use std::f64::consts::PI;

use web_sys::CanvasRenderingContext2d;

use super::state::{GraphCanvasState, NODE_RADIUS};

const BACKGROUND: &str = "#1a1a2e";
const EDGE_RGB: &str = "100, 180, 255";
const TOOLTIP_PADDING: f64 = 6.0;

pub fn render(state: &GraphCanvasState, ctx: &CanvasRenderingContext2d) {
	ctx.set_fill_style_str(BACKGROUND);
	ctx.fill_rect(0.0, 0.0, state.width, state.height);
	ctx.save();
	let _ = ctx.translate(state.transform.x, state.transform.y);
	let _ = ctx.scale(state.transform.k, state.transform.k);
	draw_edges(state, ctx);
	draw_nodes(state, ctx);
	ctx.restore();
	draw_tooltip(state, ctx);
}

fn draw_edges(state: &GraphCanvasState, ctx: &CanvasRenderingContext2d) {
	let k = state.transform.k;
	let (line_width, arrow_size) = (1.5 / k, 8.0 / k);
	let has_highlight = state.has_active_highlight();

	for &(src, tgt) in &state.edges {
		let (n1, n2) = (&state.nodes[src], &state.nodes[tgt]);
		let (dx, dy) = (n2.x - n1.x, n2.y - n1.y);
		let dist = dx.hypot(dy);
		if dist < 0.001 {
			continue;
		}

		let alpha = match (has_highlight, state.hover.node) {
			(true, Some(hovered)) if src == hovered || tgt == hovered => 0.95,
			(true, _) => 0.15,
			(false, _) => 0.6,
		};
		ctx.set_stroke_style_str(&format!("rgba({EDGE_RGB}, {alpha})"));
		ctx.set_line_width(line_width);

		let (ux, uy) = (dx / dist, dy / dist);
		ctx.begin_path();
		ctx.move_to(n1.x + ux * NODE_RADIUS, n1.y + uy * NODE_RADIUS);
		ctx.line_to(
			n2.x - ux * (NODE_RADIUS + arrow_size),
			n2.y - uy * (NODE_RADIUS + arrow_size),
		);
		ctx.stroke();

		ctx.set_fill_style_str(&format!("rgba({EDGE_RGB}, {alpha})"));
		let (tip_x, tip_y) = (n2.x - ux * NODE_RADIUS, n2.y - uy * NODE_RADIUS);
		let (back_x, back_y) = (tip_x - ux * arrow_size, tip_y - uy * arrow_size);
		let (px, py) = (-uy * arrow_size * 0.5, ux * arrow_size * 0.5);
		ctx.begin_path();
		ctx.move_to(tip_x, tip_y);
		ctx.line_to(back_x + px, back_y + py);
		ctx.line_to(back_x - px, back_y - py);
		ctx.close_path();
		ctx.fill();
	}
}

fn draw_nodes(state: &GraphCanvasState, ctx: &CanvasRenderingContext2d) {
	let (has_highlight, k) = (state.has_active_highlight(), state.transform.k);
	ctx.set_font(&format!("{}px sans-serif", 12.0 / k.max(0.5)));

	for (idx, node) in state.nodes.iter().enumerate() {
		let dimmed = has_highlight && !state.is_highlighted(idx);
		let alpha = if dimmed { 0.3 } else { 1.0 };
		let radius = if state.hover.node == Some(idx) {
			NODE_RADIUS * 1.3
		} else {
			NODE_RADIUS
		};

		ctx.set_global_alpha(alpha);
		ctx.begin_path();
		let _ = ctx.arc(node.x, node.y, radius, 0.0, 2.0 * PI);
		ctx.set_fill_style_str(node.color);
		ctx.fill();

		if state.is_selected(idx) {
			ctx.begin_path();
			let _ = ctx.arc(node.x, node.y, radius + 4.0 / k, 0.0, 2.0 * PI);
			ctx.set_stroke_style_str("white");
			ctx.set_line_width(2.0 / k);
			ctx.stroke();
		}

		ctx.set_fill_style_str(&format!("rgba(255, 255, 255, {})", alpha * 0.85));
		let _ = ctx.fill_text(&node.label, node.x + radius + 4.0, node.y + 4.0);
		ctx.set_global_alpha(1.0);
	}
}

fn draw_tooltip(state: &GraphCanvasState, ctx: &CanvasRenderingContext2d) {
	let Some(node) = state.hover.node.and_then(|idx| state.nodes.get(idx)) else {
		return;
	};
	if state.pan.moved || node.tooltip.is_empty() {
		return;
	}

	ctx.set_font("12px sans-serif");
	let text_width = ctx
		.measure_text(&node.tooltip)
		.map(|m| m.width())
		.unwrap_or(node.tooltip.len() as f64 * 7.0);
	let (w, h) = (text_width + 2.0 * TOOLTIP_PADDING, 12.0 + 2.0 * TOOLTIP_PADDING);
	let (px, py) = state.hover.pointer;
	let x = (px + 14.0).min(state.width - w - 4.0).max(4.0);
	let y = (py + 18.0).min(state.height - h - 4.0).max(4.0);

	ctx.set_fill_style_str("rgba(20, 20, 35, 0.92)");
	ctx.fill_rect(x, y, w, h);
	ctx.set_stroke_style_str("rgba(255, 255, 255, 0.3)");
	ctx.set_line_width(1.0);
	ctx.stroke_rect(x, y, w, h);
	ctx.set_fill_style_str("white");
	let _ = ctx.fill_text(&node.tooltip, x + TOOLTIP_PADDING, y + TOOLTIP_PADDING + 10.0);
}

++++

* Your objective: Note every line in the material with "dimmed" and copy it.

* Written solution:
		let dimmed = has_highlight && !state.is_highlighted(idx);
		let alpha = if dimmed { 0.3 } else { 1.0 };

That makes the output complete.